Investors have been romancing emerging markets, exemplified by the dalliance with the Bric economies (Brazil, Russia, India and China), a term coined by Goldman Sachs’ Jim O’Neill in 2001.
Slowing growth in developed economies following the 2007-08 global financial crisis resulted in a sharp slowdown in emerging economies. To restore growth, emerging markets switched to development models more reliant on credit. Double-digit annual credit growth drove economic activity in China, Brazil, India, Turkey and many economies in Asia, Latin America and Eastern Europe.
Loose monetary policies in developing countries – low or zero interest rates, quantitative easing and currency devaluation – encouraged capital inflows into emerging markets in search of higher returns and currency appreciation. Banks, awash with liquidity, sought lending opportunities in emerging markets. International investors such as pension funds, investment managers, central banks and sovereign wealth funds increased allocations to emerging markets.
Foreign ownership of emerging market debt increased sharply. In Asia, up to 50 per cent of Indonesian rupiah government bonds are held by foreigners, up from less than 20 per cent at the end of 2008. About 40 per cent of government debt in Malaysia and the Philippines is held by foreigners.
Capital inflows drove sharp falls in emerging market borrowing costs. Brazil’s dollar-denominated bond yields fell from above 25 per cent in 2002 to a record low 2.5 per cent in 2012. After averaging about 7 per cent for the period 2003-2011, Turkish dollar-denominated bond yields sank to a record low 3.17 per cent in November 2012. Indonesian dollar bond yields fell to a record low 2.84 per cent. Local currency interest rates also fell.
The increased availability of funds and low rates encouraged rapid increases in borrowing and speculative investment. Asset prices, particularly real estate, increased sharply.

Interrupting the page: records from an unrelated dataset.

//! Typed notifications replacing the original signal/slot wiring.
//!
//! Fan-out is small and statically known, so events go straight to the
//! registered listeners; there is no event bus and no payload beyond what a
//! consumer cannot re-query through accessors.

use crate::assemble::TransferPacket;
use crate::cut::Side;

/// State changes the rendering/UI layer needs to react to.
#[derive(Debug, Clone, PartialEq)]
pub enum PlannerEvent {
    /// Previously rendered geometry is stale; re-query the accessors.
    GeometryUpdated,
    /// A cut recomputation finished.
    CutCompleted { side: Side },
    /// The fibula side produced a transfer packet for the mandible side.
    TransferReady(TransferPacket),
}

/// Registered consumer of planner events.
pub trait PlannerListener {
    fn on_event(&mut self, event: &PlannerEvent);
}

The effect of capital inflows was exacerbated by the relative size of the investment and local financial markets. A 1 per cent increase in portfolio allocations by US pension funds and insurers equates to about $500bn (£312bn), much larger than the capacity of emerging markets to absorb easily.

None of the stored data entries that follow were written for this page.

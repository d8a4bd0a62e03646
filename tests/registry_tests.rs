use nalgebra::{Point3, Vector3};
use osteoplan::float_types::Real;
use osteoplan::plane::{Movable, Plane};
use osteoplan::registry::PlaneRegistry;

fn plane_at(x: Real) -> Plane {
    Plane::new(Point3::new(x, 0.0, 0.0), Vector3::x(), Movable::Static)
}

#[test]
fn ghosts_sit_between_the_boundary_planes() {
    let mut registry = PlaneRegistry::new();
    let left = registry.add(plane_at(0.0));
    let right = registry.add(plane_at(10.0));
    let g0 = registry.insert_ghost(plane_at(3.0));
    let g1 = registry.insert_ghost(plane_at(6.0));

    assert_eq!(registry.order(), &[left, g0, g1, right]);
    assert!(registry.is_ghost(g0));
    assert!(!registry.is_ghost(left));
}

#[test]
fn removing_ghosts_keeps_boundary_identities() {
    let mut registry = PlaneRegistry::new();
    let left = registry.add(plane_at(0.0));
    let right = registry.add(plane_at(10.0));
    let g0 = registry.insert_ghost(plane_at(4.0));
    let g1 = registry.insert_ghost(plane_at(5.0));

    let removed = registry.remove_ghost_planes();
    assert_eq!(removed, vec![g0, g1]);
    assert_eq!(registry.order(), &[left, right]);
    assert!(registry.get(g0).is_none());
    assert!(registry.get(left).is_some());
    // Ids are never reused.
    let g2 = registry.insert_ghost(plane_at(4.0));
    assert_ne!(g2, g0);
    assert_ne!(g2, g1);
    assert!(g2.index() > g1.index());
}

#[test]
fn neighbours_follow_sequence_order() {
    let mut registry = PlaneRegistry::new();
    let left = registry.add(plane_at(0.0));
    let right = registry.add(plane_at(10.0));
    let ghost = registry.insert_ghost(plane_at(5.0));

    assert_eq!(registry.neighbours(left), (None, Some(ghost)));
    assert_eq!(registry.neighbours(ghost), (Some(left), Some(right)));
    assert_eq!(registry.neighbours(right), (Some(ghost), None));
    assert_eq!(registry.position(ghost), Some(1));
}

#[test]
fn bands_are_consecutive_pairs() {
    let mut registry = PlaneRegistry::new();
    let a = registry.add(plane_at(0.0));
    let d = registry.add(plane_at(9.0));
    let b = registry.insert_ghost(plane_at(3.0));
    let c = registry.insert_ghost(plane_at(6.0));

    let bands: Vec<_> = registry.bands().collect();
    assert_eq!(bands, vec![(a, b), (b, c), (c, d)]);
}

#[test]
fn ghost_pairs_chunk_in_order() {
    let mut registry = PlaneRegistry::new();
    registry.add(plane_at(0.0));
    registry.add(plane_at(20.0));
    let g0 = registry.insert_ghost(plane_at(4.0));
    let g1 = registry.insert_ghost(plane_at(6.0));
    let g2 = registry.insert_ghost(plane_at(12.0));
    let g3 = registry.insert_ghost(plane_at(14.0));

    assert_eq!(registry.ghost_pairs(), vec![(g0, g1), (g2, g3)]);
}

In the past 12 months, investor concern about developments in emerging markets has increased, reflecting slowing growth and a potential reversal of capital inflows.
China’s growth has fallen below 7 per cent. India’s growth is below 5 per cent. Brazil has slowed to near zero. Russian forecasts have been downgraded repeatedly to below 2 per cent. The slowdown reflects economic stagnation in the US, Europe and Japan. In addition, slowing Chinese growth has affected commodity demand and prices, with a knock-on effect on producers such as Brazil. The slowdown has flowed through the supply chain, affecting suppliers to Chinese manufacturers.
The growth slowdown is now attenuated by capital outflows, driven by fundamental concerns about emerging market economies but also changing US policy dynamics.
Improvements in American economic conditions have encouraged discussion about “tapering” the US Federal Reserve’s liquidity support, currently $85bn a month. US Treasury bond interest rates have risen in anticipation of stronger growth, inflation and higher official rates. Rates in other developed countries such as Germany have also increased sharply.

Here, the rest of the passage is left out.